As Cuban-Americans celebrate in the streets of Miami, world leaders across the globe are offering up their condolences. The recent death of the Cuban leader has encouraged celebrations among the country’s exiles in Miami, as well as the expressions of sorrow from some world leaders.
Only 30 minutes had passed since the Cuban government had announced the death of the 90-year old revolutionary leader, cheers could be heard all throughout Miami’s Little Havana. There were thousands of people filling the streets, banging pots and waving Cuban flags as they cried out in jubilation “Cuba si! Castro no!” they chanted, while others screamed “Cuba libre!”

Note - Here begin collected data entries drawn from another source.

#[cfg(test)]
mod tests {
    use super::*;
    use crate::services::{MockClipboard, MockFileApi, MockNotifier, NoticeLevel};

    struct Harness {
        api: Arc<MockFileApi>,
        clipboard: Arc<MockClipboard>,
        notifier: Arc<MockNotifier>,
        controller: Arc<UploadController>,
    }

    fn harness_with(clipboard: MockClipboard) -> Harness {
        let api = Arc::new(MockFileApi::new());
        let clipboard = Arc::new(clipboard);
        let notifier = Arc::new(MockNotifier::new());
        let controller = Arc::new(UploadController::new(
            api.clone(),
            clipboard.clone(),
            notifier.clone(),
            Duration::from_secs(30),
        ));
        Harness {
            api,
            clipboard,
            notifier,
            controller,
        }
    }

    fn harness() -> Harness {
        harness_with(MockClipboard::new())
    }

    fn fill(controller: &UploadController) {
        controller
            .select_file(Some(SelectedFile::new("report.pdf", b"%PDF".to_vec())))
            .unwrap();
        controller.set_submitter_name("Alice").unwrap();
    }

    #[tokio::test]
    async fn missing_file_is_rejected_without_request() {
        let h = harness();
        h.controller.set_submitter_name("Alice").unwrap();

        let err = h.controller.submit().await.unwrap_err();

        assert!(matches!(err, UploadError::Validation(_)));
        assert!(h.api.uploads().is_empty());
        assert_eq!(h.controller.status(), UploadStatus::Idle);
        assert_eq!(h.notifier.last().unwrap().text, VALIDATION_MESSAGE);
    }

    #[tokio::test]
    async fn empty_name_is_rejected_without_request() {
        let h = harness();
        h.controller
            .select_file(Some(SelectedFile::new("report.pdf", vec![1])))
            .unwrap();

        let err = h.controller.submit().await.unwrap_err();

        assert!(matches!(err, UploadError::Validation(_)));
        assert!(h.api.uploads().is_empty());
    }

    #[tokio::test]
    async fn success_copies_id_and_clears_form() {
        let h = harness();
        h.api.respond_to_upload(Ok(UploadResponse {
            random_number: 54321,
        }));
        fill(&h.controller);

        let receipt = h.controller.submit().await.unwrap();

        assert_eq!(receipt.file_id, 54321);
        assert_eq!(receipt.file_name, "report.pdf");
        assert!(receipt.copied_to_clipboard);
        assert_eq!(h.clipboard.writes(), vec!["54321"]);
        assert_eq!(h.api.uploads().len(), 1);

        let form = h.controller.form();
        assert!(form.file.is_none());
        assert!(form.submitter_name.is_empty());
        assert_eq!(h.controller.status(), UploadStatus::Success(receipt));

        let notice = h.notifier.last().unwrap();
        assert_eq!(notice.level, NoticeLevel::Success);
        assert!(notice.text.contains("54321"));
    }

    #[tokio::test]
    async fn request_carries_form_fields_and_generated_id() {
        let h = harness();
        fill(&h.controller);

        h.controller.submit().await.unwrap();

        let sent = &h.api.uploads()[0];
        assert_eq!(sent.submitter_name, "Alice");
        assert_eq!(sent.file.file_name, "report.pdf");
        assert!(crate::utils::UPLOAD_ID_RANGE.contains(&sent.generated_id));
    }

    #[tokio::test]
    async fn clipboard_failure_does_not_mask_success() {
        let h = harness_with(MockClipboard::failing());
        fill(&h.controller);

        let receipt = h.controller.submit().await.unwrap();

        assert!(!receipt.copied_to_clipboard);
        assert!(matches!(h.controller.status(), UploadStatus::Success(_)));
        assert!(!h.notifier.last().unwrap().text.contains("Copied"));
    }

    #[tokio::test]
    async fn server_error_surfaces_message_and_keeps_form() {
        let h = harness();
        h.api.respond_to_upload(Err(ApiError::Server {
            status: 413,
            message: Some("File too large".to_string()),
        }));
        fill(&h.controller);

        let err = h.controller.submit().await.unwrap_err();

        assert!(matches!(err, UploadError::Api(ApiError::Server { .. })));
        assert_eq!(
            h.controller.status(),
            UploadStatus::Error("Failed to upload file: File too large".to_string())
        );
        assert_eq!(h.notifier.last().unwrap().title, "Failed!");
        assert_eq!(h.controller.form().submitter_name, "Alice");
        assert!(h.clipboard.writes().is_empty());
    }

    #[tokio::test]
    async fn server_error_without_body_uses_generic_message() {
        let h = harness();
        h.api.respond_to_upload(Err(ApiError::Server {
            status: 500,
            message: None,
        }));
        fill(&h.controller);

        h.controller.submit().await.unwrap_err();

        assert_eq!(
            h.notifier.last().unwrap().text,
            "Failed to upload file: Unknown error"
        );
    }

    #[tokio::test]
    async fn network_fault_reports_generic_error() {
        let h = harness();
        h.api
            .respond_to_upload(Err(ApiError::Network("connection refused".to_string())));
        fill(&h.controller);

        h.controller.submit().await.unwrap_err();

        assert_eq!(
            h.controller.status(),
            UploadStatus::Error(NETWORK_FAILURE_MESSAGE.to_string())
        );
        assert_eq!(h.api.uploads().len(), 1);
    }

    #[tokio::test(start_paused = true)]
    async fn second_submit_while_loading_is_rejected() {
        let h = harness();
        h.api.delay_uploads(Duration::from_secs(2));
        fill(&h.controller);

        let first = {
            let controller = h.controller.clone();
            tokio::spawn(async move { controller.submit().await })
        };
        tokio::time::sleep(Duration::from_millis(10)).await;
        assert!(h.controller.status().is_loading());

        let second = h.controller.submit().await;
        assert!(matches!(second, Err(UploadError::InFlight)));

        assert!(first.await.unwrap().is_ok());
        assert_eq!(h.api.uploads().len(), 1);
        assert!(!h.controller.status().is_loading());
    }

    #[tokio::test(start_paused = true)]
    async fn form_is_locked_while_loading() {
        let h = harness();
        h.api.delay_uploads(Duration::from_secs(2));
        fill(&h.controller);

        let upload = {
            let controller = h.controller.clone();
            tokio::spawn(async move { controller.submit().await })
        };
        tokio::time::sleep(Duration::from_millis(10)).await;
        assert!(h.controller.status().is_loading());

        assert!(matches!(
            h.controller.set_submitter_name("Bob"),
            Err(UploadError::InFlight)
        ));
        assert!(matches!(
            h.controller.select_file(Some(SelectedFile::new("other.txt", vec![2]))),
            Err(UploadError::InFlight)
        ));
        assert_eq!(h.controller.form().submitter_name, "Alice");

        assert!(upload.await.unwrap().is_ok());
        assert!(h.controller.form().file.is_none());

        h.controller.set_submitter_name("Bob").unwrap();
        assert_eq!(h.controller.form().submitter_name, "Bob");
        assert_eq!(h.controller.status(), UploadStatus::Idle);
    }

    #[tokio::test(start_paused = true)]
    async fn unresolved_upload_times_out() {
        let h = harness();
        h.api.delay_uploads(Duration::from_secs(120));
        fill(&h.controller);

        let err = h.controller.submit().await.unwrap_err();

        assert!(matches!(err, UploadError::Api(ApiError::Timeout(_))));
        assert_eq!(
            h.controller.status(),
            UploadStatus::Error(NETWORK_FAILURE_MESSAGE.to_string())
        );
    }

    #[tokio::test(start_paused = true)]
    async fn abandoned_submit_clears_loading() {
        let h = harness();
        h.api.delay_uploads(Duration::from_secs(10));
        fill(&h.controller);

        let _ = tokio::time::timeout(Duration::from_millis(50), h.controller.submit()).await;

        assert_eq!(h.controller.status(), UploadStatus::Idle);
    }

    #[tokio::test]
    async fn editing_after_a_result_returns_to_idle() {
        let h = harness();
        fill(&h.controller);
        h.controller.submit().await.unwrap();
        assert!(matches!(h.controller.status(), UploadStatus::Success(_)));

        h.controller.set_submitter_name("Bob").unwrap();
        assert_eq!(h.controller.status(), UploadStatus::Idle);
    }

    #[tokio::test]
    async fn each_valid_submit_makes_exactly_one_request_and_one_transition() {
        let h = harness();
        let mut status = h.controller.subscribe();

        for attempt in 1..=5 {
            fill(&h.controller);
            let result = h.controller.submit().await;
            assert!(result.is_ok());
            assert_eq!(h.api.uploads().len(), attempt);
            assert!(status.has_changed().unwrap());
            assert!(matches!(*status.borrow_and_update(), UploadStatus::Success(_)));
            assert_eq!(h.notifier.notices().len(), attempt);
        }
    }
}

“Feels weird,” said Gabriel Morales, a 40-year old financial executive who works in Miami. His parents left Cuba after Castro came into power. “Been waiting to hear this news all my life. Seems unreal,” Morales said in a text message to an AP reporter.
“This is the happiest day of my life; Cubans are finally free,” said Orlidia Montells, an 84-year-old woman.
U.S. Congress representative Ileana Ros-Lehtinen, a Cuban-American Republican from Miami, said in a statement: “A tyrant is dead and a new beginning can dawn on the last remaining communist bastion of the Western Hemisphere.”
History Will Judge Castro
U.S. President Barack Obama offered condolences to Castro’s family and said his thoughts and prayers are with the Cuban people.
As for Castro’s legacy, he said “history will record and judge the enormous impact of this singular figure on the people and world around him.”
U.S. president-elect Donald Trump said on Twitter, “Fidel Castro is dead!” and followed it up with a statement condemning the Cuban leader as a “brutal dictator.”
So, what were some of Castro’s most brutal historic crimes and atrocities? While there are plenty of people who are celebrating right now, there are just as many who don’t know much about Castro and the horrible things that he did while in power. That is because for the most part, the international media has neglected their duty to report the truth about the dictatorship that lies 90 miles from the American shores.
Perhaps one of the most brutal attacks performed by Castro were the firing squads which he implemented. Before he would eventually take power in Cuba, Fidel Castro used firing squad executions to enforce discipline, punish followers deemed disloyal or intimidate potential oppression.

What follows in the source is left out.